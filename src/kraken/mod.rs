//! Kraken public WebSocket (v1) `book` channel as a [`Transport`].
//!
//! Each subscription runs on its own connection task. The task sends the
//! subscribe request, resolves the pending `subscribe` call on
//! `subscriptionStatus`, then forwards decoded book frames to the
//! [`EventSink`] until it is cancelled or the connection fails. A failure
//! after acknowledgement is reported as [`SyncEvent::Disconnected`] and the
//! task exits; re-subscribing is the controller's decision.

pub mod events;

use std::future::Future;
use std::sync::atomic::{AtomicU64, Ordering};
use std::time::Duration;

use futures_util::{SinkExt, StreamExt};
use tokio::sync::oneshot;
use tokio::time::{self, Instant};
use tokio_tungstenite::tungstenite::Message;
use tokio_util::sync::CancellationToken;
use tracing::{debug, info, warn};
use url::Url;

use crate::error::TransportError;
use crate::transport::{EventSink, SubscriptionHandle, SyncEvent, Transport};

use events::{KrakenEvent, KrakenMessage, SubscriptionState, SUPPORTED_DEPTHS};

pub const KRAKEN_PUBLIC_WS: &str = "wss://ws.kraken.com";

const PING_INTERVAL: Duration = Duration::from_secs(30);
const PONG_TIMEOUT: Duration = Duration::from_secs(10);
const DEFAULT_ACK_TIMEOUT: Duration = Duration::from_secs(10);

type AckSender = oneshot::Sender<Result<(), TransportError>>;

#[derive(Debug)]
pub struct KrakenTransport {
    url: Url,
    ack_timeout: Duration,
    next_id: AtomicU64,
}

impl KrakenTransport {
    /// Create a transport for the given `ws://` or `wss://` endpoint. Does
    /// not connect; every `subscribe` opens its own connection.
    pub fn new(url: &str) -> Result<Self, TransportError> {
        let parsed = Url::parse(url)
            .map_err(|e| TransportError::InvalidRequest(format!("invalid url {url}: {e}")))?;
        if !matches!(parsed.scheme(), "ws" | "wss") {
            return Err(TransportError::InvalidRequest(format!(
                "unsupported url scheme {}",
                parsed.scheme()
            )));
        }
        Ok(Self {
            url: parsed,
            ack_timeout: DEFAULT_ACK_TIMEOUT,
            next_id: AtomicU64::new(0),
        })
    }

    /// How long `subscribe` waits for `subscriptionStatus`.
    pub fn with_ack_timeout(mut self, ack_timeout: Duration) -> Self {
        self.ack_timeout = ack_timeout;
        self
    }

    pub fn url(&self) -> &Url {
        &self.url
    }
}

impl Transport for KrakenTransport {
    fn subscribe(
        &self,
        market: &str,
        depth: usize,
        sink: EventSink,
    ) -> impl Future<Output = Result<SubscriptionHandle, TransportError>> + Send {
        let pair = market.to_owned();
        async move {
            if !SUPPORTED_DEPTHS.contains(&depth) {
                return Err(TransportError::InvalidRequest(format!(
                    "book depth {depth} not one of {SUPPORTED_DEPTHS:?}"
                )));
            }

            let reqid = self.next_id.fetch_add(1, Ordering::Relaxed) + 1;
            let handle = SubscriptionHandle::new(reqid);
            // Tears the worker down if we fail (or are dropped) before acknowledgement.
            let guard = handle.cancel_token().drop_guard();

            let (ack_tx, ack_rx) = oneshot::channel();
            let worker = BookWorker {
                url: self.url.to_string(),
                pair,
                depth,
                reqid,
                sink,
                cancel: handle.cancel_token(),
            };
            tokio::spawn(worker.run(ack_tx));

            match time::timeout(self.ack_timeout, ack_rx).await {
                Ok(Ok(Ok(()))) => {
                    let _ = guard.disarm();
                    Ok(handle)
                }
                Ok(Ok(Err(e))) => Err(e),
                Ok(Err(_)) => Err(TransportError::Connect(
                    "book worker exited before acknowledgement".into(),
                )),
                Err(_) => Err(TransportError::Timeout(self.ack_timeout)),
            }
        }
    }

    fn unsubscribe(&self, handle: SubscriptionHandle) {
        debug!(reqid = handle.id(), "unsubscribing book");
        handle.cancel();
    }
}

// ---------------------------------------------------------------------------
// Connection task
// ---------------------------------------------------------------------------

struct BookWorker {
    url: String,
    pair: String,
    depth: usize,
    reqid: u64,
    sink: EventSink,
    cancel: CancellationToken,
}

impl BookWorker {
    async fn run(self, ack_tx: AckSender) {
        let mut ack = Some(ack_tx);
        let result = self.run_connection(&mut ack).await;

        match (result, ack.take()) {
            (Err(e), Some(tx)) => {
                let _ = tx.send(Err(e));
            }
            (Ok(()), Some(tx)) => {
                let _ = tx.send(Err(TransportError::Connect(
                    "cancelled before acknowledgement".into(),
                )));
            }
            (Err(e), None) => {
                warn!(pair = %self.pair, error = %e, "book connection lost");
                if !self.cancel.is_cancelled() {
                    self.sink.send(SyncEvent::Disconnected);
                }
            }
            (Ok(()), None) => {
                debug!(pair = %self.pair, "book connection closed");
            }
        }
    }

    async fn run_connection(&self, ack: &mut Option<AckSender>) -> Result<(), TransportError> {
        let connected = tokio::select! {
            result = tokio_tungstenite::connect_async(self.url.as_str()) => result,
            _ = self.cancel.cancelled() => return Ok(()),
        };
        let (ws_stream, _response) =
            connected.map_err(|e| TransportError::Connect(e.to_string()))?;
        let (mut write, mut read) = ws_stream.split();
        info!(url = %self.url, pair = %self.pair, depth = self.depth, "connected, subscribing to book");

        write
            .send(Message::Text(events::subscribe_request(
                self.reqid, &self.pair, self.depth,
            )))
            .await?;

        let mut ping_interval = time::interval(PING_INTERVAL);
        ping_interval.tick().await; // consume the immediate first tick
        let mut pong_deadline: Option<Instant> = None;

        loop {
            tokio::select! {
                msg = read.next() => match msg {
                    Some(Ok(Message::Text(text))) => {
                        if !self.handle_text(&text, ack)? {
                            return Ok(());
                        }
                    }
                    Some(Ok(Message::Ping(data))) => {
                        write.send(Message::Pong(data)).await?;
                    }
                    Some(Ok(Message::Pong(_))) => {
                        pong_deadline = None;
                    }
                    Some(Ok(Message::Close(_))) => {
                        return Err(TransportError::WebSocket("server closed connection".into()));
                    }
                    Some(Ok(_)) => {}
                    Some(Err(e)) => return Err(e.into()),
                    None => return Err(TransportError::WebSocket("stream ended".into())),
                },
                _ = ping_interval.tick() => {
                    if pong_deadline.is_some_and(|deadline| Instant::now() > deadline) {
                        return Err(TransportError::WebSocket("pong timeout".into()));
                    }
                    write.send(Message::Ping(Vec::new())).await?;
                    pong_deadline = Some(Instant::now() + PONG_TIMEOUT);
                }
                _ = self.cancel.cancelled() => {
                    debug!(pair = %self.pair, "unsubscribe requested");
                    let request = events::unsubscribe_request(self.reqid, &self.pair, self.depth);
                    let _ = write.send(Message::Text(request)).await;
                    let _ = write.send(Message::Close(None)).await;
                    return Ok(());
                }
            }
        }
    }

    /// Handle one text frame. Returns `Ok(false)` when the controller is gone.
    fn handle_text(&self, text: &str, ack: &mut Option<AckSender>) -> Result<bool, TransportError> {
        let Some(message) = decode_frame(&self.pair, text) else {
            return Ok(true);
        };
        match message {
            KrakenMessage::Event(KrakenEvent::SubscriptionStatus(status)) => {
                let ours = status.reqid == Some(self.reqid)
                    || status.pair.as_deref() == Some(self.pair.as_str());
                if !ours {
                    return Ok(true);
                }
                match status.status {
                    SubscriptionState::Subscribed => {
                        info!(pair = %self.pair, channel = ?status.channel_name, "book subscribed");
                        if let Some(tx) = ack.take() {
                            let _ = tx.send(Ok(()));
                        }
                    }
                    SubscriptionState::Error => {
                        let message = status.error_message.unwrap_or_default();
                        return Err(TransportError::Rejected(message));
                    }
                    SubscriptionState::Unsubscribed => {
                        debug!(pair = %self.pair, "book unsubscribed");
                    }
                }
                Ok(true)
            }
            KrakenMessage::Event(KrakenEvent::SystemStatus { status, version }) => {
                debug!(%status, ?version, "kraken system status");
                Ok(true)
            }
            KrakenMessage::Event(_) => Ok(true),
            KrakenMessage::Book(update) => {
                if update.pair != self.pair {
                    return Ok(true);
                }
                Ok(self.sink.send(update.event))
            }
        }
    }
}

/// Decode one text frame. Frames we cannot decode are logged and skipped;
/// only transport failures end the connection.
fn decode_frame(pair: &str, text: &str) -> Option<KrakenMessage> {
    match events::parse_message(text) {
        Ok(message) => Some(message),
        Err(e) => {
            warn!(%pair, error = %e, frame = %text, "skipping undecodable frame");
            None
        }
    }
}

#[cfg(test)]
mod tests {
    use super::*;

    #[test]
    fn new_validates_scheme() {
        assert!(KrakenTransport::new(KRAKEN_PUBLIC_WS).is_ok());
        assert!(KrakenTransport::new("ws://127.0.0.1:9000").is_ok());
        assert!(matches!(
            KrakenTransport::new("https://ws.kraken.com"),
            Err(TransportError::InvalidRequest(_))
        ));
        assert!(matches!(
            KrakenTransport::new("not a url"),
            Err(TransportError::InvalidRequest(_))
        ));
    }

    #[test]
    fn undecodable_frames_are_skipped() {
        assert!(decode_frame("XBT/USD", "not json").is_none());
        assert!(decode_frame("XBT/USD", r#"[1,{"a":[["abc","1","0"]]},"book-10","XBT/USD"]"#).is_none());
        assert!(decode_frame("XBT/USD", r#"[1,[["5541.2","0.1"]],"trade","XBT/USD"]"#).is_none());

        let heartbeat = decode_frame("XBT/USD", r#"{"event":"heartbeat"}"#);
        assert_eq!(heartbeat, Some(KrakenMessage::Event(KrakenEvent::Heartbeat)));
    }

    #[test]
    fn ack_timeout_is_configurable() {
        let transport = KrakenTransport::new(KRAKEN_PUBLIC_WS)
            .unwrap()
            .with_ack_timeout(Duration::from_secs(3));
        assert_eq!(transport.ack_timeout, Duration::from_secs(3));
        assert_eq!(transport.url().scheme(), "wss");
    }
}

────────────────────────────────────────

> **WORK TO COMPLETE**
Lines with the word "select" in them: report all of these from the listing above.

> **RESPONSE BOX**
        let connected = tokio::select! {
            tokio::select! {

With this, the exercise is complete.